• [Problem statement] Search each line of the data for the word "VectorResult"; copy every line where it is found.

BEGIN Data shown

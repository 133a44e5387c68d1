use async_trait::async_trait;
use reqwest::Client;
use serde::{Deserialize, Serialize};

use super::Embedder;
use crate::error::{VectorError, VectorResult};

/// OpenAI embedding engine configuration
#[derive(Debug, Clone, Deserialize)]
pub struct OpenAIConfig {
    #[serde(alias = "apikey")]
    pub api_key: String,
    #[serde(default = "default_model")]
    pub model: String,
    #[serde(default = "default_base_url")]
    pub base_url: String,
    /// Requested output dimension (text-embedding-3 models only)
    #[serde(default)]
    pub dimensions: Option<u32>,
}

fn default_model() -> String {
    "text-embedding-3-small".to_string()
}

fn default_base_url() -> String {
    "https://api.openai.com/v1".to_string()
}

impl OpenAIConfig {
    pub fn new(api_key: String) -> Self {
        Self {
            api_key,
            model: default_model(),
            base_url: default_base_url(),
            dimensions: None,
        }
    }

    pub fn with_base_url(mut self, base_url: String) -> Self {
        self.base_url = base_url;
        self
    }
}

/// OpenAI embeddings engine
pub struct OpenAIEmbedder {
    client: Client,
    config: OpenAIConfig,
}

impl OpenAIEmbedder {
    pub fn new(config: OpenAIConfig) -> Self {
        Self {
            client: Client::new(),
            config,
        }
    }
}

#[derive(Debug, Serialize)]
struct EmbeddingRequest<'a> {
    model: &'a str,
    input: Vec<&'a str>,
    #[serde(skip_serializing_if = "Option::is_none")]
    dimensions: Option<u32>,
}

#[derive(Debug, Deserialize)]
struct EmbeddingResponse {
    data: Vec<EmbeddingData>,
}

#[derive(Debug, Deserialize)]
struct EmbeddingData {
    embedding: Vec<f32>,
    index: usize,
}

#[async_trait]
impl Embedder for OpenAIEmbedder {
    async fn embed(&self, text: &str) -> VectorResult<Vec<f32>> {
        let request = EmbeddingRequest {
            model: &self.config.model,
            input: vec![text],
            dimensions: self.config.dimensions,
        };

        let response = self
            .client
            .post(format!("{}/embeddings", self.config.base_url))
            .bearer_auth(&self.config.api_key)
            .json(&request)
            .send()
            .await?;

        if !response.status().is_success() {
            let status = response.status();
            let error_text = response.text().await.unwrap_or_default();
            return Err(VectorError::Embedding(format!(
                "OpenAI API error ({}): {}",
                status, error_text
            )));
        }

        let body: EmbeddingResponse = response.json().await?;
        body.data
            .into_iter()
            .min_by_key(|d| d.index)
            .map(|d| d.embedding)
            .ok_or_else(|| VectorError::Embedding("No embedding returned".to_string()))
    }
}

#[cfg(test)]
mod tests {
    use super::*;

    #[test]
    fn test_request_omits_unset_dimensions() {
        let body = serde_json::to_value(EmbeddingRequest {
            model: "text-embedding-3-small",
            input: vec!["hi"],
            dimensions: None,
        })
        .unwrap();
        assert!(body.get("dimensions").is_none());
        assert_eq!(body["input"], serde_json::json!(["hi"]));
    }

    #[test]
    fn test_config_accepts_apikey_alias() {
        let config: OpenAIConfig = serde_json::from_str(r#"{"apikey": "sk-1"}"#).unwrap();
        assert_eq!(config.api_key, "sk-1");
        assert_eq!(config.model, "text-embedding-3-small");
        assert_eq!(config.base_url, "https://api.openai.com/v1");
    }
}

END Data shown

• [Answer to this exercise]
use crate::error::{VectorError, VectorResult};
    async fn embed(&self, text: &str) -> VectorResult<Vec<f32>> {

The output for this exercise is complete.